The MYC axis in advanced prostate cancer is impacted through concurrent targeting of ERß and AR using a novel ERß-selective ligand alongside Enzalutamide.

ABSTRACT

We have dissected the role of Estrogen receptor beta (ERß) in prostate cancer (PCa) with a novel ERß ligand, OSU-ERb-12. Drug screens revealed additive interactions between OSU-ERB-12 and either epigenetic inhibitors or the androgen receptor antagonist, Enzalutamide (Enza). Clonogenic and cell biolody studies supported the potent additive effects of OSU-ERB-12 (100nM) and Enza (1µM). The cooperative behavior was in PCa cell lines treated with either OSU-ERB-12 plus Enza or combinations involving 17ß-estradiol (E2). OSU-ERb-12 plus Enza uniquely impacted the transcriptiome, accessible chromatin, and the AR, MYC and H3K27ac cistromes. This included skewed transcriptional responses including suppression of the androgen and MYC transcriptomes, and repressed MYC protein. OSU-ERb-12 plus Enza uniquely impacted chromatin accessibility at approximately 3000 nucleosome-free sites, enriched at enhancers, enriched for basic Helix-Loop-Helix motifs.
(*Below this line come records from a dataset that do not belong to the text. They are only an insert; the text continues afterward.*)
//! Configuration for the ingestion and query pipelines.
//!
//! Every knob lives in [`RagConfig`], built via [`RagConfigBuilder`]. The
//! defaults reproduce the original single-user setup: a local Ollama server
//! with `llama3.2-vision` for OCR, `mxbai-embed-large` for embeddings and
//! `llama3.2` for answers, top-3 retrieval and pages rendered at 2×.

use crate::error::RagError;
use crate::pipeline::llm::CallPolicy;
use crate::progress::ProgressCallback;
use edgequake_llm::{EmbeddingProvider, LLMProvider};
use std::fmt;
use std::path::PathBuf;
use std::sync::Arc;
use std::time::Duration;

/// File name of the transcription snapshot inside [`RagConfig::static_dir`].
pub const SNAPSHOT_FILE_NAME: &str = "latest_transcription.json";

/// Configuration for a [`crate::service::RagService`].
///
/// # Example
/// ```rust
/// use edgequake_pdf_rag::RagConfig;
///
/// let config = RagConfig::builder()
///     .provider_name("ollama")
///     .vision_model("llama3.2-vision")
///     .top_k(5)
///     .build()
///     .unwrap();
/// assert_eq!(config.top_k, 5);
/// ```
#[derive(Clone)]
pub struct RagConfig {
    /// Provider name passed to `ProviderFactory` ("ollama", "openai", …). Default: "ollama".
    pub provider_name: String,

    /// Vision-capable model used to transcribe page images. Default: "llama3.2-vision".
    pub vision_model: String,

    /// Embedding model. Default: "mxbai-embed-large".
    ///
    /// Every vector in the index must come from this model; the index refuses
    /// vectors tagged with any other name.
    pub embedding_model: String,

    /// Dimension requested from the embedding provider. Default: 1024 (mxbai-embed-large).
    pub embedding_dimension: usize,

    /// Text model used to answer questions. Default: "llama3.2".
    pub text_model: String,

    /// Pre-constructed provider for OCR. Takes precedence over `provider_name`.
    pub vision_provider: Option<Arc<dyn LLMProvider>>,

    /// Pre-constructed provider for answers. Takes precedence over `provider_name`.
    pub text_provider: Option<Arc<dyn LLMProvider>>,

    /// Pre-constructed embedding provider. Takes precedence over `provider_name`.
    pub embedding_provider: Option<Arc<dyn EmbeddingProvider>>,

    /// Sampling temperature for both chat models. Default: 0.1.
    pub temperature: f32,

    /// Maximum tokens per chat completion. Default: 4096.
    pub max_tokens: usize,

    /// Retry attempts after a failed or timed-out model call. Default: 3.
    pub max_retries: u32,

    /// Initial retry delay in milliseconds, doubled after each attempt. Default: 500.
    pub retry_backoff_ms: u64,

    /// Per-model-call timeout in seconds. Default: 60.
    ///
    /// A vision model on a laptop can take tens of seconds for a dense page;
    /// raise this rather than letting the retry loop resend the same page.
    pub api_timeout_secs: u64,

    /// Number of retrieved pages used as context. Default: 3.
    pub top_k: usize,

    /// Linear up-scaling applied when rasterising pages. Default: 2.0.
    pub render_scale: f32,

    /// Pages of one document transcribed and embedded concurrently. Default: 1.
    ///
    /// Page order in the index and the snapshot is preserved at any value.
    pub page_concurrency: usize,

    /// Directory for the snapshot file and persisted page images. Default: "static".
    pub static_dir: PathBuf,

    /// Write each rendered page as a PNG into `static_dir`. Default: false.
    pub persist_page_images: bool,

    /// Explicit pdfium library path. Falls back to `PDFIUM_LIB_PATH`, then the system library.
    pub pdfium_library: Option<PathBuf>,

    /// Custom transcription instruction. If None, uses [`crate::prompts::TRANSCRIPTION_PROMPT`].
    pub transcription_prompt: Option<String>,

    /// Receives ingest progress events.
    pub progress_callback: Option<ProgressCallback>,
}

impl Default for RagConfig {
    fn default() -> Self {
        Self {
            provider_name: "ollama".to_string(),
            vision_model: "llama3.2-vision".to_string(),
            embedding_model: "mxbai-embed-large".to_string(),
            embedding_dimension: 1024,
            text_model: "llama3.2".to_string(),
            vision_provider: None,
            text_provider: None,
            embedding_provider: None,
            temperature: 0.1,
            max_tokens: 4096,
            max_retries: 3,
            retry_backoff_ms: 500,
            api_timeout_secs: 60,
            top_k: 3,
            render_scale: 2.0,
            page_concurrency: 1,
            static_dir: PathBuf::from("static"),
            persist_page_images: false,
            pdfium_library: None,
            transcription_prompt: None,
            progress_callback: None,
        }
    }
}

impl fmt::Debug for RagConfig {
    fn fmt(&self, f: &mut fmt::Formatter<'_>) -> fmt::Result {
        f.debug_struct("RagConfig")
            .field("provider_name", &self.provider_name)
            .field("vision_model", &self.vision_model)
            .field("embedding_model", &self.embedding_model)
            .field("embedding_dimension", &self.embedding_dimension)
            .field("text_model", &self.text_model)
            .field(
                "vision_provider",
                &self.vision_provider.as_ref().map(|_| "<dyn LLMProvider>"),
            )
            .field(
                "text_provider",
                &self.text_provider.as_ref().map(|_| "<dyn LLMProvider>"),
            )
            .field(
                "embedding_provider",
                &self.embedding_provider.as_ref().map(|_| "<dyn EmbeddingProvider>"),
            )
            .field("temperature", &self.temperature)
            .field("max_tokens", &self.max_tokens)
            .field("max_retries", &self.max_retries)
            .field("api_timeout_secs", &self.api_timeout_secs)
            .field("top_k", &self.top_k)
            .field("render_scale", &self.render_scale)
            .field("page_concurrency", &self.page_concurrency)
            .field("static_dir", &self.static_dir)
            .field("persist_page_images", &self.persist_page_images)
            .finish()
    }
}

impl RagConfig {
    /// Create a new builder for `RagConfig`.
    pub fn builder() -> RagConfigBuilder {
        RagConfigBuilder {
            config: Self::default(),
        }
    }

    /// Path of the persisted transcription snapshot.
    pub fn snapshot_path(&self) -> PathBuf {
        self.static_dir.join(SNAPSHOT_FILE_NAME)
    }

    /// Timeout and retry policy shared by every model call.
    pub fn call_policy(&self) -> CallPolicy {
        CallPolicy {
            timeout: Duration::from_secs(self.api_timeout_secs),
            max_retries: self.max_retries,
            retry_backoff_ms: self.retry_backoff_ms,
        }
    }
}

/// Builder for [`RagConfig`].
#[derive(Debug)]
pub struct RagConfigBuilder {
    config: RagConfig,
}

impl RagConfigBuilder {
    pub fn provider_name(mut self, name: impl Into<String>) -> Self {
        self.config.provider_name = name.into();
        self
    }

    pub fn vision_model(mut self, model: impl Into<String>) -> Self {
        self.config.vision_model = model.into();
        self
    }

    pub fn embedding_model(mut self, model: impl Into<String>) -> Self {
        self.config.embedding_model = model.into();
        self
    }

    pub fn embedding_dimension(mut self, dims: usize) -> Self {
        self.config.embedding_dimension = dims;
        self
    }

    pub fn text_model(mut self, model: impl Into<String>) -> Self {
        self.config.text_model = model.into();
        self
    }

    pub fn vision_provider(mut self, provider: Arc<dyn LLMProvider>) -> Self {
        self.config.vision_provider = Some(provider);
        self
    }

    pub fn text_provider(mut self, provider: Arc<dyn LLMProvider>) -> Self {
        self.config.text_provider = Some(provider);
        self
    }

    pub fn embedding_provider(mut self, provider: Arc<dyn EmbeddingProvider>) -> Self {
        self.config.embedding_provider = Some(provider);
        self
    }

    pub fn temperature(mut self, t: f32) -> Self {
        self.config.temperature = t.clamp(0.0, 2.0);
        self
    }

    pub fn max_tokens(mut self, n: usize) -> Self {
        self.config.max_tokens = n;
        self
    }

    pub fn max_retries(mut self, n: u32) -> Self {
        self.config.max_retries = n;
        self
    }

    pub fn retry_backoff_ms(mut self, ms: u64) -> Self {
        self.config.retry_backoff_ms = ms;
        self
    }

    pub fn api_timeout_secs(mut self, secs: u64) -> Self {
        self.config.api_timeout_secs = secs.max(1);
        self
    }

    pub fn top_k(mut self, k: usize) -> Self {
        self.config.top_k = k;
        self
    }

    pub fn render_scale(mut self, scale: f32) -> Self {
        self.config.render_scale = scale;
        self
    }

    pub fn page_concurrency(mut self, n: usize) -> Self {
        self.config.page_concurrency = n.max(1);
        self
    }

    pub fn static_dir(mut self, dir: impl Into<PathBuf>) -> Self {
        self.config.static_dir = dir.into();
        self
    }

    pub fn persist_page_images(mut self, v: bool) -> Self {
        self.config.persist_page_images = v;
        self
    }

    pub fn pdfium_library(mut self, path: impl Into<PathBuf>) -> Self {
        self.config.pdfium_library = Some(path.into());
        self
    }

    pub fn transcription_prompt(mut self, prompt: impl Into<String>) -> Self {
        self.config.transcription_prompt = Some(prompt.into());
        self
    }

    pub fn progress_callback(mut self, cb: ProgressCallback) -> Self {
        self.config.progress_callback = Some(cb);
        self
    }

    /// Build the configuration, validating constraints.
    pub fn build(self) -> Result<RagConfig, RagError> {
        let c = &self.config;
        if c.top_k == 0 {
            return Err(RagError::InvalidConfig("top_k must be ≥ 1".into()));
        }
        if !(c.render_scale > 0.0 && c.render_scale <= 8.0) {
            return Err(RagError::InvalidConfig(format!(
                "render scale must be in (0, 8], got {}",
                c.render_scale
            )));
        }
        if c.embedding_dimension == 0 {
            return Err(RagError::InvalidConfig(
                "embedding dimension must be ≥ 1".into(),
            ));
        }
        for (what, name) in [
            ("provider", &c.provider_name),
            ("vision model", &c.vision_model),
            ("embedding model", &c.embedding_model),
            ("text model", &c.text_model),
        ] {
            if name.trim().is_empty() {
                return Err(RagError::InvalidConfig(format!("{what} must not be empty")));
            }
        }
        Ok(self.config)
    }
}

#[cfg(test)]
mod tests {
    use super::*;

    #[test]
    fn defaults_match_reference_setup() {
        let c = RagConfig::default();
        assert_eq!(c.provider_name, "ollama");
        assert_eq!(c.vision_model, "llama3.2-vision");
        assert_eq!(c.embedding_model, "mxbai-embed-large");
        assert_eq!(c.text_model, "llama3.2");
        assert_eq!(c.top_k, 3);
        assert_eq!(c.render_scale, 2.0);
        assert_eq!(c.snapshot_path(), PathBuf::from("static/latest_transcription.json"));
    }

    #[test]
    fn builder_rejects_zero_top_k() {
        let err = RagConfig::builder().top_k(0).build().unwrap_err();
        assert!(matches!(err, RagError::InvalidConfig(_)));
    }

    #[test]
    fn builder_rejects_bad_scale_and_blank_models() {
        assert!(RagConfig::builder().render_scale(0.0).build().is_err());
        assert!(RagConfig::builder().render_scale(f32::NAN).build().is_err());
        assert!(RagConfig::builder().text_model("  ").build().is_err());
    }

    #[test]
    fn builder_clamps() {
        let c = RagConfig::builder()
            .temperature(5.0)
            .page_concurrency(0)
            .api_timeout_secs(0)
            .build()
            .unwrap();
        assert_eq!(c.temperature, 2.0);
        assert_eq!(c.page_concurrency, 1);
        assert_eq!(c.api_timeout_secs, 1);
    }

    #[test]
    fn call_policy_from_config() {
        let c = RagConfig::builder()
            .api_timeout_secs(30)
            .max_retries(2)
            .retry_backoff_ms(100)
            .build()
            .unwrap();
        let p = c.call_policy();
        assert_eq!(p.timeout, Duration::from_secs(30));
        assert_eq!(p.max_retries, 2);
        assert_eq!(p.retry_backoff_ms, 100);
    }
}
CUT&RUN experiments revealed combination treatment targeting of MYC, AR, and H3K27ac again shaping enhancer accessibility. Specifically, it repressed MYC interactions at enhancer regions enriched for bHLH motifs, and overlapped with publicly-available bHLH cistromes. Finally, cistrome-transcriptome analyses identified ~200 genes that distinguished advanced PCa tumors in the SU2C cohort with high androgen and low neuroendocrine scores.